[WHAT IS EXPECTED] Copy every line of the data that includes the string "cloned".

== DATA FOR THIS TASK ==

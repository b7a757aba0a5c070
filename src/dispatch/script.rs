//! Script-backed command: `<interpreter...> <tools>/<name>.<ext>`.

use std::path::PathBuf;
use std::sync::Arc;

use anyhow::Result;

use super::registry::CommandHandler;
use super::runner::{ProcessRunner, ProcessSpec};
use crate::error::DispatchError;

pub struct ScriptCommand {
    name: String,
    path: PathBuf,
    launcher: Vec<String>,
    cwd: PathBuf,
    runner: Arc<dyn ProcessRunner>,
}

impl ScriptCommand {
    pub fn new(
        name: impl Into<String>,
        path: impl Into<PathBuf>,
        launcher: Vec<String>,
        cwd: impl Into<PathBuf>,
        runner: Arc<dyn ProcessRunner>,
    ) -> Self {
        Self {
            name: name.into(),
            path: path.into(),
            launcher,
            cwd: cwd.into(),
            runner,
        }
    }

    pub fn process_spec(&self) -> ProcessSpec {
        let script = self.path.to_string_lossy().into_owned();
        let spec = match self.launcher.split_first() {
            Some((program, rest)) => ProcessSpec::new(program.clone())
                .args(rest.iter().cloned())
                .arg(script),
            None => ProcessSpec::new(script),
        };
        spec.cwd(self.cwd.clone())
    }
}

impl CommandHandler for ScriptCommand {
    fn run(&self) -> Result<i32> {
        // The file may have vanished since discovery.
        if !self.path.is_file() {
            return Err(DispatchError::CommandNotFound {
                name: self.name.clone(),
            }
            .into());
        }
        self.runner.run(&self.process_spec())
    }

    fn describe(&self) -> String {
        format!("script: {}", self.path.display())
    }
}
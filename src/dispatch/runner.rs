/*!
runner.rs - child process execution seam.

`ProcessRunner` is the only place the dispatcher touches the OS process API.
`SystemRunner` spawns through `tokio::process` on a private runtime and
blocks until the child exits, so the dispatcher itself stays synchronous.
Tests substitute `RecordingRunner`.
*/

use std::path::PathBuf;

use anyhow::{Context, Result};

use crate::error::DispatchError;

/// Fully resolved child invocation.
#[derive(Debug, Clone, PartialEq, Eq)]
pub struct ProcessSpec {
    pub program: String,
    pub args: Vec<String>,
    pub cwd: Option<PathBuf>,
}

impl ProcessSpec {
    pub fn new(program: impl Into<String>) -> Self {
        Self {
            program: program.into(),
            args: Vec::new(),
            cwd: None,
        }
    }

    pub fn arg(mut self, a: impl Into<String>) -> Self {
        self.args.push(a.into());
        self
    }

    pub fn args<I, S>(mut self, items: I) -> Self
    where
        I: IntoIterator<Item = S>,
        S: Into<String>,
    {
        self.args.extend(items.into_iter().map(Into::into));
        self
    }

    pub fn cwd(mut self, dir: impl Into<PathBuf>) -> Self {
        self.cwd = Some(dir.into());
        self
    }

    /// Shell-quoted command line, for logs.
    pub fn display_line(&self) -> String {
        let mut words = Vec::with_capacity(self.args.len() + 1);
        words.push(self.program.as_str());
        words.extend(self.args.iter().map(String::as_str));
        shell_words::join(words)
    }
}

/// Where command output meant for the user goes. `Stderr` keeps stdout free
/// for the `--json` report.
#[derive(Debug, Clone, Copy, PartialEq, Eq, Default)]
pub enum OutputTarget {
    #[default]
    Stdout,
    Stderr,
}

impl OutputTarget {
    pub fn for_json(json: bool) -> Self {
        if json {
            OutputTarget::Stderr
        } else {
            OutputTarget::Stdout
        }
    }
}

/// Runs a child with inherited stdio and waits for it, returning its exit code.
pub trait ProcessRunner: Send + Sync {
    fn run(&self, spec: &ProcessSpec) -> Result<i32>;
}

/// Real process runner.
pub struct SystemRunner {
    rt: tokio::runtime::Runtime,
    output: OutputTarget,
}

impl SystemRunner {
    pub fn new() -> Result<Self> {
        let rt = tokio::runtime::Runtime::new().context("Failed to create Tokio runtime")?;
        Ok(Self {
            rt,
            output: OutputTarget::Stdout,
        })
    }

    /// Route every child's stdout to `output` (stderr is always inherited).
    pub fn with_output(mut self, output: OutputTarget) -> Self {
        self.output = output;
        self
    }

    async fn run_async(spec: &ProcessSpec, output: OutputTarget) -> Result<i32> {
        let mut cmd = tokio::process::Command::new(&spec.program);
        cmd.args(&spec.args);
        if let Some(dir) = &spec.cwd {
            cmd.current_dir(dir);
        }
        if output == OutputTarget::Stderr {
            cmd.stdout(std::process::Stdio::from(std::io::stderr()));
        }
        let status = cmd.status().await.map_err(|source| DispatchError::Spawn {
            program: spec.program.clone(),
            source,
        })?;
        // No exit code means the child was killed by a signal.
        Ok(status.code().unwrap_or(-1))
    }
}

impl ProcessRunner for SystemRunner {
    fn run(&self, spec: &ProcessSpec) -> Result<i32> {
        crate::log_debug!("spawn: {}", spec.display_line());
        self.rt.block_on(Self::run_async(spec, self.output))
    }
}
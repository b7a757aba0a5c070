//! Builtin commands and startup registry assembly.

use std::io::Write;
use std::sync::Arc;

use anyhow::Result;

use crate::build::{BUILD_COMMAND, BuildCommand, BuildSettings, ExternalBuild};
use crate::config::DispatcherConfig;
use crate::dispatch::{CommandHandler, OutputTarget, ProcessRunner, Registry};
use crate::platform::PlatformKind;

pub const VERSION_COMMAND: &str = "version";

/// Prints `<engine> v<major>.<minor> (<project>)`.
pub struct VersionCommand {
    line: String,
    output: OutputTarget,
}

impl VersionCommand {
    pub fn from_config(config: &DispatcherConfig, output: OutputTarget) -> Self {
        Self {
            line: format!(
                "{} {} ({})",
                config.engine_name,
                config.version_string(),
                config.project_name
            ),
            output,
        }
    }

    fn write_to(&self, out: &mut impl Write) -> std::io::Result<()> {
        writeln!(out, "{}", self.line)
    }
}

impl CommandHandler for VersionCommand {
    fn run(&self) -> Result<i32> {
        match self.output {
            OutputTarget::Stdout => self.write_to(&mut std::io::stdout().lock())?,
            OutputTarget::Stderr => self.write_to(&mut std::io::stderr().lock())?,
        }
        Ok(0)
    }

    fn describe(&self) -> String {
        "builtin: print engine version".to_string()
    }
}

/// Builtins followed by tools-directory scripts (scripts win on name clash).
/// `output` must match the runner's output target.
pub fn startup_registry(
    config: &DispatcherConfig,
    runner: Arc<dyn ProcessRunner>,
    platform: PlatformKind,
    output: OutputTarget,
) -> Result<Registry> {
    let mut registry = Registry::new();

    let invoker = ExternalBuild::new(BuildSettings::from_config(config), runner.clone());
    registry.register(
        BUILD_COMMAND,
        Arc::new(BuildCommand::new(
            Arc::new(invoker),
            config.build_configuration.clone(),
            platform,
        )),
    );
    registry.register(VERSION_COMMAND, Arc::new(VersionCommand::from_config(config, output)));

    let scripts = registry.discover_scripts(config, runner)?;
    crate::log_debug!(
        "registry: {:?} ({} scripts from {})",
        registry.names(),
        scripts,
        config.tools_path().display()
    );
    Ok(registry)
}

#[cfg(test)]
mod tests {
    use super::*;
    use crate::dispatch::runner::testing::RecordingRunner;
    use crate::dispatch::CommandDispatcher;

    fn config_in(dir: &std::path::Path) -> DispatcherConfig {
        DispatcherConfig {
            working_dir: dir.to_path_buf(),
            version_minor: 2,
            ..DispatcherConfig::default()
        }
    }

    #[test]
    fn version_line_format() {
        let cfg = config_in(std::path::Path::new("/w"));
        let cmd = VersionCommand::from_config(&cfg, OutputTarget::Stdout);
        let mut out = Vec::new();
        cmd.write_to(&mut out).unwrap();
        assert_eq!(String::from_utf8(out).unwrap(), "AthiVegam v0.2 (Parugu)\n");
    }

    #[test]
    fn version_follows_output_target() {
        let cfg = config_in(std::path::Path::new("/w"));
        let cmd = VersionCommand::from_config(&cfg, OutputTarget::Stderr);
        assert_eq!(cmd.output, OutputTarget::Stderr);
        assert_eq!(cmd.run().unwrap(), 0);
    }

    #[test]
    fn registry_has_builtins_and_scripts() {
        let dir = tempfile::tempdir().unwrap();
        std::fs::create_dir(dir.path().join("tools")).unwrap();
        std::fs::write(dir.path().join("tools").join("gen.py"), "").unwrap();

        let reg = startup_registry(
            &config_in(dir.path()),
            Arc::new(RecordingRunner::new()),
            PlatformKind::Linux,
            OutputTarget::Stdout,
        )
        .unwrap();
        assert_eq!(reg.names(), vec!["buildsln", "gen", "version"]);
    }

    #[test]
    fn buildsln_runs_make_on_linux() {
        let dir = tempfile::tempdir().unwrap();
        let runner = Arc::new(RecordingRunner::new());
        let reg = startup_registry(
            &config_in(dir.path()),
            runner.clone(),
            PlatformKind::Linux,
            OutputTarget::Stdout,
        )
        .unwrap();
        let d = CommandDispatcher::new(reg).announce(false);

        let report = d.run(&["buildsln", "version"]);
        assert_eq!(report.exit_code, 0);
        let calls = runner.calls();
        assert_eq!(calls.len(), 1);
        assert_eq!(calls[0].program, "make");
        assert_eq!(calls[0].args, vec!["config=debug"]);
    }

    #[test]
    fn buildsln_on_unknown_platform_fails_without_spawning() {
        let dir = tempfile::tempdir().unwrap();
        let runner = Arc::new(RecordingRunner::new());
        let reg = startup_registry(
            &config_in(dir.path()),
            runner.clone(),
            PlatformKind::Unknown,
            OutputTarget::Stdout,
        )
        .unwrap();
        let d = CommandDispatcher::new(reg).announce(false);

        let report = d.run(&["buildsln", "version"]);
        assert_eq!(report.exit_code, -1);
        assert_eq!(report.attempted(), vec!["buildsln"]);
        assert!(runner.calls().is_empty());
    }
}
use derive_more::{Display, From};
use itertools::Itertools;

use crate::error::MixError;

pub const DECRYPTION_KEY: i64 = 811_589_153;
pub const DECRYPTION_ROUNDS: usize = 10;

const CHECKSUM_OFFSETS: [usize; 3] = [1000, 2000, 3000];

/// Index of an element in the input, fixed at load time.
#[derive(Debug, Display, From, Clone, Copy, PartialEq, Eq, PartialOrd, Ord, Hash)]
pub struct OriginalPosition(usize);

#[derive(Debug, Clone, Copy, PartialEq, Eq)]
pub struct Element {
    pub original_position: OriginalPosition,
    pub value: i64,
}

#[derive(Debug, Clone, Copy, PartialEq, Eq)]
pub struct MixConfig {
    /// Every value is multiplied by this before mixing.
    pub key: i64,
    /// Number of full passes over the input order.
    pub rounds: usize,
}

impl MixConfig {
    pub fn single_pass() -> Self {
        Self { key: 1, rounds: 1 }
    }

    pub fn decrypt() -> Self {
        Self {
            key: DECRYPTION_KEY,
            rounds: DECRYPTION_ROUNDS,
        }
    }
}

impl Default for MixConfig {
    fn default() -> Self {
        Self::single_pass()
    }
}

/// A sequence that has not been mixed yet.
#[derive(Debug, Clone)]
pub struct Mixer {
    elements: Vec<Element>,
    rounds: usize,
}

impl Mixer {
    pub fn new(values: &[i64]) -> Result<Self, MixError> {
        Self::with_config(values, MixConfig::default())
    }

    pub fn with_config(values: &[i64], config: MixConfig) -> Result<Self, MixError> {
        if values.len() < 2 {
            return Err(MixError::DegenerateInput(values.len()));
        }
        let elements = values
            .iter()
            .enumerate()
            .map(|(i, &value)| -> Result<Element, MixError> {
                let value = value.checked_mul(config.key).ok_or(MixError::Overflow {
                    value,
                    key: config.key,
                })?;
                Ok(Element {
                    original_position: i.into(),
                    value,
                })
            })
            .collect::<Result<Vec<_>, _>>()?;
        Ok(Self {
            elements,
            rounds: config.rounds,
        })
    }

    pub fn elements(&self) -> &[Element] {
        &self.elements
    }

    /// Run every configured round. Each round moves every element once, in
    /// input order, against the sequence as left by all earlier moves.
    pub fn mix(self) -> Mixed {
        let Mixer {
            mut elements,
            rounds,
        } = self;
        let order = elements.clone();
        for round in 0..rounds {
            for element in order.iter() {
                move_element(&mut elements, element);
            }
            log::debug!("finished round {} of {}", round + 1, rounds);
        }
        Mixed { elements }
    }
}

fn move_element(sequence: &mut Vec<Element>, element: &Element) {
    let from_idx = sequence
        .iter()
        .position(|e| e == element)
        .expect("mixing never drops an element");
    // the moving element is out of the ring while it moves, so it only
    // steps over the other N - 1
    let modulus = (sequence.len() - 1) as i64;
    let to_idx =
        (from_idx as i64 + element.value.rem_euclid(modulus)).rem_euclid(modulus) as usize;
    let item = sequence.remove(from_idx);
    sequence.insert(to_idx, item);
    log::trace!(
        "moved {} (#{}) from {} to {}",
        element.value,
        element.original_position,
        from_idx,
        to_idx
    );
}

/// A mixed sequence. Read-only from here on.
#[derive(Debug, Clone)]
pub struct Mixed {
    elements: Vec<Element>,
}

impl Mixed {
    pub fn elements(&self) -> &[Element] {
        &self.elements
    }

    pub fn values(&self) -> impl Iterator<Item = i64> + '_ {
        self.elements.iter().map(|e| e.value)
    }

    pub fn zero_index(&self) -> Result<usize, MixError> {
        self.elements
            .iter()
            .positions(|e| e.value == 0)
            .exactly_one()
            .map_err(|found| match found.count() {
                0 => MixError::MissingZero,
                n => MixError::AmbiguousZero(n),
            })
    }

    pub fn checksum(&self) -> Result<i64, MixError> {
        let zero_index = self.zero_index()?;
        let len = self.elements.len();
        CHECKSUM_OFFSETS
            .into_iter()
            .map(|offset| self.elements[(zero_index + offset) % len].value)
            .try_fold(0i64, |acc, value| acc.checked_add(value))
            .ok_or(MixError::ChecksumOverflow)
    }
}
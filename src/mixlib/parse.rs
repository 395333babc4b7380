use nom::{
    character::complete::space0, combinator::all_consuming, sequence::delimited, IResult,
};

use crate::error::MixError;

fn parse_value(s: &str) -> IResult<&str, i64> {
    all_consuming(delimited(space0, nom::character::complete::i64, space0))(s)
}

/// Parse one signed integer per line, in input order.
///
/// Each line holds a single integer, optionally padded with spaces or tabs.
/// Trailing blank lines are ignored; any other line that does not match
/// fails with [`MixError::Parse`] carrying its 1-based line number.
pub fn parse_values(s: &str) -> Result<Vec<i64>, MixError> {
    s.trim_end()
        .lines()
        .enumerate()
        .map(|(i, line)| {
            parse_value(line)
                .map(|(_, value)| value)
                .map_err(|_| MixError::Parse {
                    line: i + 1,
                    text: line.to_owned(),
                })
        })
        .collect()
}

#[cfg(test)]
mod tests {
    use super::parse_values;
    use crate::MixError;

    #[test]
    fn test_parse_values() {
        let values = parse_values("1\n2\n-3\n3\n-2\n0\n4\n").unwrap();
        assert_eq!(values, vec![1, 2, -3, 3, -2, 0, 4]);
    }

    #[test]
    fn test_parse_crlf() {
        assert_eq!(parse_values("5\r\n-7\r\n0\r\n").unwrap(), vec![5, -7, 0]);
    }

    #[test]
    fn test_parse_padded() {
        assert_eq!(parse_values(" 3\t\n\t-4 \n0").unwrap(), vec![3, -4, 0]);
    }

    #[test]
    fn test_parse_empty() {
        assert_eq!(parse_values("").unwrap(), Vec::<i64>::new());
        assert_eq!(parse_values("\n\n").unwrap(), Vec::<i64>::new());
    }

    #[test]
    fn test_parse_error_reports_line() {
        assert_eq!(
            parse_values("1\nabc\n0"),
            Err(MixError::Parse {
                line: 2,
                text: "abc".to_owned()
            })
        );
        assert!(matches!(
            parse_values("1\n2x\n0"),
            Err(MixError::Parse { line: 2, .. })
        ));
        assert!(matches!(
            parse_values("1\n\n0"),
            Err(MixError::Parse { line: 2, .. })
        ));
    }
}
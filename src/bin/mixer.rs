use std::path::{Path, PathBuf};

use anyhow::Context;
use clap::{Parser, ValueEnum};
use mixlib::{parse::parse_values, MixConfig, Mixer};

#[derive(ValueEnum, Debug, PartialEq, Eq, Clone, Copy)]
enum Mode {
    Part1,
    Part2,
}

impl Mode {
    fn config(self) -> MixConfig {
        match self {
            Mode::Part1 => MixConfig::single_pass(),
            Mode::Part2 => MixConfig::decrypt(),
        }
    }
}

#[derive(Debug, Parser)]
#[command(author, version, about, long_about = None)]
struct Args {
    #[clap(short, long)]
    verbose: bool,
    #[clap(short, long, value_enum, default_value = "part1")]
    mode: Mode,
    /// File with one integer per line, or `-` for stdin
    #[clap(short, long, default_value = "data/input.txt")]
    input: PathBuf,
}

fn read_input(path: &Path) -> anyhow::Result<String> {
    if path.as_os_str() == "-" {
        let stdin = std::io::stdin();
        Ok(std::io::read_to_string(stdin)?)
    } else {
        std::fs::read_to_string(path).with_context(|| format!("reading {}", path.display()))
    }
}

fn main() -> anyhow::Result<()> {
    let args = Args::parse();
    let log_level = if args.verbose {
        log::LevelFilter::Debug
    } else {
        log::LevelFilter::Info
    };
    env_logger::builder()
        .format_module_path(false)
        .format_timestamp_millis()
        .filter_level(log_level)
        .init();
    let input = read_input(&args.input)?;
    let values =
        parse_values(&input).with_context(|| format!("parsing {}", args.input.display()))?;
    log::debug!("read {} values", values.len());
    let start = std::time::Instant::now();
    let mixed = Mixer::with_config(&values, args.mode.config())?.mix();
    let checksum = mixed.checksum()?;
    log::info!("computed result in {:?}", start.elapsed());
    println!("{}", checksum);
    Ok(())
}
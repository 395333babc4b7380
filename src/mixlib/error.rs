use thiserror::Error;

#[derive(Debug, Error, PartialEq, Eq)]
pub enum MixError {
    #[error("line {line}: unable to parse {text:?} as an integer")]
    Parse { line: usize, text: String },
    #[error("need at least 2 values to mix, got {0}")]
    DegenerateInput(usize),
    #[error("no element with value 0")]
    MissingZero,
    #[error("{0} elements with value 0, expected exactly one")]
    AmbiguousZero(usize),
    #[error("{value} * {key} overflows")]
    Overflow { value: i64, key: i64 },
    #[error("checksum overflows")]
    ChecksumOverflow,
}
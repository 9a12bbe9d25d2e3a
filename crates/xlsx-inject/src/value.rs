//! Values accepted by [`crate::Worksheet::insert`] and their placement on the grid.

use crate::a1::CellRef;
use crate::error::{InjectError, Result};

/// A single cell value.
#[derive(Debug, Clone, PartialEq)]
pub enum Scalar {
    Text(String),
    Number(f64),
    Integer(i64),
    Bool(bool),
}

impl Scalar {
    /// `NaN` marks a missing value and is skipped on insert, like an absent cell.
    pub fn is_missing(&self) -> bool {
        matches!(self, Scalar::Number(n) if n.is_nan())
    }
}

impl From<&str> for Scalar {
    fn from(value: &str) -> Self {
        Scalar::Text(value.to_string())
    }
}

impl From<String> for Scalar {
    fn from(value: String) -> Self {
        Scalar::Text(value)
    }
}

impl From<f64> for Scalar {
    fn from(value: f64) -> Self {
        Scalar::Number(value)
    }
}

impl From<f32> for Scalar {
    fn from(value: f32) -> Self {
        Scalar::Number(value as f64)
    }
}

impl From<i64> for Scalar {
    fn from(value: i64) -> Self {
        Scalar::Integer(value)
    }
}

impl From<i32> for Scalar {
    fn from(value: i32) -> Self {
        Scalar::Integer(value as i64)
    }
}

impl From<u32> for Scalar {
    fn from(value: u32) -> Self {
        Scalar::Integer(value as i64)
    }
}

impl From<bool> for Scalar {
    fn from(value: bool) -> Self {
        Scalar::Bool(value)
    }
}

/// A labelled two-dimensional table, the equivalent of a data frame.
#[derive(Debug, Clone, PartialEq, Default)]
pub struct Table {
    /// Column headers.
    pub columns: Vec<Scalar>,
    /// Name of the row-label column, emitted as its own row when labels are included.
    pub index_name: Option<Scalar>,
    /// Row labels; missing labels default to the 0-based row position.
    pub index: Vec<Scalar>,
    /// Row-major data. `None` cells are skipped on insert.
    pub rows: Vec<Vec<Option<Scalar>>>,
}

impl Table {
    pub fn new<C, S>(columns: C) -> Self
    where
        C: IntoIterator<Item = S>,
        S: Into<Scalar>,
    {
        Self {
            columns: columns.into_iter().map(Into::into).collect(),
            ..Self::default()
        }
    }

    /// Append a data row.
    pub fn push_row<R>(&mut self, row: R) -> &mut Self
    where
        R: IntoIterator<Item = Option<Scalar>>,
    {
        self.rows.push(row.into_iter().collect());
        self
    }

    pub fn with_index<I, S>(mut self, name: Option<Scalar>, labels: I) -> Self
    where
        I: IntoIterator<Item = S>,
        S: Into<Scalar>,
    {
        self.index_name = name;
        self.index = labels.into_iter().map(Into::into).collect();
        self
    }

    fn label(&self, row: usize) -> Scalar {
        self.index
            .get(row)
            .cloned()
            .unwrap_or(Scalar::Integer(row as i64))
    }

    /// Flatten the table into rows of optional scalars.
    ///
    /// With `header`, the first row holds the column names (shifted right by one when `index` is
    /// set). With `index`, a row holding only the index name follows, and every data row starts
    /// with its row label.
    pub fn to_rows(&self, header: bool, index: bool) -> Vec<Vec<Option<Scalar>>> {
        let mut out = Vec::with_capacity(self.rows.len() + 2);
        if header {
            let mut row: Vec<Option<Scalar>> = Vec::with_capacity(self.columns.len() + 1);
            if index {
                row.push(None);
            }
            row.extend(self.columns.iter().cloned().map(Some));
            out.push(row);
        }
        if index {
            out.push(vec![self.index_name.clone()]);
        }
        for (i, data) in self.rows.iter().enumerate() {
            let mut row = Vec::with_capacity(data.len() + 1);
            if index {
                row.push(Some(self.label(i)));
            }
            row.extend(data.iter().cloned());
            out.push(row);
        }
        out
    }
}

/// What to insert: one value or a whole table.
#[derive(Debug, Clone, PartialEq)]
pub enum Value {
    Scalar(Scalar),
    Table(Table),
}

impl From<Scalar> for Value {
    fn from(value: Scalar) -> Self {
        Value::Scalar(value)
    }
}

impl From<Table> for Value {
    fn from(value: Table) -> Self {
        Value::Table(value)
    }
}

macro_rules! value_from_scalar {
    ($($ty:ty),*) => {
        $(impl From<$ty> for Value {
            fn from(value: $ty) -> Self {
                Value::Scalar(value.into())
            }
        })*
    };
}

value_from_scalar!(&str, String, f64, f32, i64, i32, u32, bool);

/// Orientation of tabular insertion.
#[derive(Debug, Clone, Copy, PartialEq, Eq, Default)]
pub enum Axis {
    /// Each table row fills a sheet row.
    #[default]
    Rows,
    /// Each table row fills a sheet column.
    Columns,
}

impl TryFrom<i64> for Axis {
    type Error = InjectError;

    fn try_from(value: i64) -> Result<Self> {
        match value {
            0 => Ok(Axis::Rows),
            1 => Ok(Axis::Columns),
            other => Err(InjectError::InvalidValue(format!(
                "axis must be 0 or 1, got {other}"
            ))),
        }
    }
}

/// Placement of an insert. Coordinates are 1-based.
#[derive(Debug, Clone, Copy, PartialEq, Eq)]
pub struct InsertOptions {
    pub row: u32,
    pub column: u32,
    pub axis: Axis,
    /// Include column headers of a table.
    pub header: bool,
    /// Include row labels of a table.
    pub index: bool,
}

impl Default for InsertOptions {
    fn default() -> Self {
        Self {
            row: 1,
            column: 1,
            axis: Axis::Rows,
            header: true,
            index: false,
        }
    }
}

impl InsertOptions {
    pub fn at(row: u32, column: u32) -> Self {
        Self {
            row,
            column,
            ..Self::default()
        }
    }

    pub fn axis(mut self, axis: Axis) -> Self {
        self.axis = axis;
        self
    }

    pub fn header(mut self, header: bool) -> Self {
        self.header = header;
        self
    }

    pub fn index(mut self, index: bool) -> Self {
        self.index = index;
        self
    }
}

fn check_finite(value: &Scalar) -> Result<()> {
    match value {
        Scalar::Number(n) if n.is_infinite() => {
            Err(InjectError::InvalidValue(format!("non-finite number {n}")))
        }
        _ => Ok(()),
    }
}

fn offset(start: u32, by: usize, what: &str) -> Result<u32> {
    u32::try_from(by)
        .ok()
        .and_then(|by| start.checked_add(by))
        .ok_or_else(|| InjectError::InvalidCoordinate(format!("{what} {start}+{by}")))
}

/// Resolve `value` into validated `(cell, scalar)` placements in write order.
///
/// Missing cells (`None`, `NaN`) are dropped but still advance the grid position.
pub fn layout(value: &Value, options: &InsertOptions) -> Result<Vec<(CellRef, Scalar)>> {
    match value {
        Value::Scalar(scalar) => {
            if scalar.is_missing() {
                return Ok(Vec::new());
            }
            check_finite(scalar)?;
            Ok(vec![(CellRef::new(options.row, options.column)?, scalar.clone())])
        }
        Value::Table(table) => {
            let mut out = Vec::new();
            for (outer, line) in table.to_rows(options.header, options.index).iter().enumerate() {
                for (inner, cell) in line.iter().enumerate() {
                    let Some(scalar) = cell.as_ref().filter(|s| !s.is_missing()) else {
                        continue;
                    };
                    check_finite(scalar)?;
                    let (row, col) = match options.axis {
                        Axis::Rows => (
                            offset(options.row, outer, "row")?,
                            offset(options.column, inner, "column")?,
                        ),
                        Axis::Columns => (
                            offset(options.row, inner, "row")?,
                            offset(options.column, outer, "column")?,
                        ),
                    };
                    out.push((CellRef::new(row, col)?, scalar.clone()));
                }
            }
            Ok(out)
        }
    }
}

===

[RESPONSE AREA]
                .args(rest.iter().cloned())
            .cloned()
            row.extend(self.columns.iter().cloned().map(Some));
            row.extend(data.iter().cloned());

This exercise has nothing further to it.